■ **Work instructions**
In the entries that follow, find the word "child" and report each line it is on.

══════

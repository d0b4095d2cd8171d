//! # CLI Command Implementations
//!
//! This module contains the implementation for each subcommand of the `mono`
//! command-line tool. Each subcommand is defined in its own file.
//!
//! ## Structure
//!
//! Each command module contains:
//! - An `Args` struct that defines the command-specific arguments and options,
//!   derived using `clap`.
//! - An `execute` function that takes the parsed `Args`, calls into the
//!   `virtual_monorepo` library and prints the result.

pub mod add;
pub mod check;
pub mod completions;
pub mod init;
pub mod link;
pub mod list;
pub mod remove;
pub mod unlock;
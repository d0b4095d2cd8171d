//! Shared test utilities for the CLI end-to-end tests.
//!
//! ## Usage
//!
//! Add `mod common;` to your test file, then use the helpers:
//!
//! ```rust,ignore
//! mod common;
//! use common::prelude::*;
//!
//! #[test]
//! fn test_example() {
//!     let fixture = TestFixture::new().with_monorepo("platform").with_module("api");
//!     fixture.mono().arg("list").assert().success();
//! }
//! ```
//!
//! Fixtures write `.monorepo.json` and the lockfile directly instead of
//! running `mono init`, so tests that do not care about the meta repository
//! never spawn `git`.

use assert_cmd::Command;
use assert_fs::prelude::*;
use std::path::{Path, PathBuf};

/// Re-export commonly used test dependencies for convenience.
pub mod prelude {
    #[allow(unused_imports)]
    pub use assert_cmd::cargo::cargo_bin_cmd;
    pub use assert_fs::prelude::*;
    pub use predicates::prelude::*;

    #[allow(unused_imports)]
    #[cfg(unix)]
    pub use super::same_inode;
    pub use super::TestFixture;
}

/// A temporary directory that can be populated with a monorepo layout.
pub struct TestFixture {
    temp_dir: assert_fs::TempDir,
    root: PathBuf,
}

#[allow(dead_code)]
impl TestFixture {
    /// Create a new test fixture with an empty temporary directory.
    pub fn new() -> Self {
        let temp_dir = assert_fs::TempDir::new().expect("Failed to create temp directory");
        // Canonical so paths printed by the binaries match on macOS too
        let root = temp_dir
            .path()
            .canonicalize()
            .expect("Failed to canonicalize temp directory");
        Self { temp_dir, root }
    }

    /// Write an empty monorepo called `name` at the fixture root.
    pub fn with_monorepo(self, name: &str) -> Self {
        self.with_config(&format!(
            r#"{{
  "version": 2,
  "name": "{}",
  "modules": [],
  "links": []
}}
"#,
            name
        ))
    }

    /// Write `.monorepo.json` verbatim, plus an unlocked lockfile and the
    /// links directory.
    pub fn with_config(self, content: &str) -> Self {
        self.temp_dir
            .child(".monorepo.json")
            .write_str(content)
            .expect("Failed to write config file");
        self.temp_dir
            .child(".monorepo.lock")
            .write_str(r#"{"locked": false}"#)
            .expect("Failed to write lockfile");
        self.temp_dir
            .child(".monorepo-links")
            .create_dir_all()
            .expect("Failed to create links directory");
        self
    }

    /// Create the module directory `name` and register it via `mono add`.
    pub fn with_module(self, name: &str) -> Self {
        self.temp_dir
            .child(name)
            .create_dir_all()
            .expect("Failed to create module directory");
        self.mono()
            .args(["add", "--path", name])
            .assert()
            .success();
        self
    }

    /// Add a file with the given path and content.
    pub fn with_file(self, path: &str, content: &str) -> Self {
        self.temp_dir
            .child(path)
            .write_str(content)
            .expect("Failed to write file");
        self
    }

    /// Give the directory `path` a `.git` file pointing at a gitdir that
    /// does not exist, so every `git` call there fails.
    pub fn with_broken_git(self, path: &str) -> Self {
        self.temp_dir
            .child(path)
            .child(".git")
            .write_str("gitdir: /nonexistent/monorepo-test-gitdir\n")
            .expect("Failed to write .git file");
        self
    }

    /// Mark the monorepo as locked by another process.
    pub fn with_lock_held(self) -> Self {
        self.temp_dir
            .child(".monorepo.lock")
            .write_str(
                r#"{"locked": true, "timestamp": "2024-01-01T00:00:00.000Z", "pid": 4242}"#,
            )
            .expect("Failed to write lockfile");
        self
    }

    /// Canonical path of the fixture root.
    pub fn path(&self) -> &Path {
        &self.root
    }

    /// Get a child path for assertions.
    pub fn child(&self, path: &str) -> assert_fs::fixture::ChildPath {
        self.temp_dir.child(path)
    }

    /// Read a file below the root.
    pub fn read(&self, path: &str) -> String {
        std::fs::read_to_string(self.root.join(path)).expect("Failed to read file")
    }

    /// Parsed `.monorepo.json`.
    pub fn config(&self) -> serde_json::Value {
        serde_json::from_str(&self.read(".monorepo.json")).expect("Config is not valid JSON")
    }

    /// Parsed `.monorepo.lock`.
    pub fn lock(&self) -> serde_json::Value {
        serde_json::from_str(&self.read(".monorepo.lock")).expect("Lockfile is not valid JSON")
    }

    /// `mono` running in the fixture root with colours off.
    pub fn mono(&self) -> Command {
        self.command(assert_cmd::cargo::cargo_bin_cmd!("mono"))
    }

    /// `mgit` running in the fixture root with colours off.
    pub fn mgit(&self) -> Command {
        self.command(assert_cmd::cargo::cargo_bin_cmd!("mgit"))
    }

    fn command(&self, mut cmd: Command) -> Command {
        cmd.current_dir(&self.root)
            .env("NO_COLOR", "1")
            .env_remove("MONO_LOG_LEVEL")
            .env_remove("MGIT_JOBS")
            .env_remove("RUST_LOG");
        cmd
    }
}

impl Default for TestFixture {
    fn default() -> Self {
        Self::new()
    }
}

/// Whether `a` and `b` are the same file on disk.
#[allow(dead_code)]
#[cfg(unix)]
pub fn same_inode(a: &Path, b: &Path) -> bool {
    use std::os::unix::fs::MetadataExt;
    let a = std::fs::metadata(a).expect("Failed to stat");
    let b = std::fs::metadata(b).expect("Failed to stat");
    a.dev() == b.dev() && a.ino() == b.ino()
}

══════

■ **Response to the exercise**
            .child(".monorepo.json")
            .child(".monorepo.lock")
            .child(".monorepo-links")
            .child(name)
            .child(path)
            .child(path)
            .child(".git")
            .child(".monorepo.lock")
    /// Get a child path for assertions.
    pub fn child(&self, path: &str) -> assert_fs::fixture::ChildPath {
        self.temp_dir.child(path)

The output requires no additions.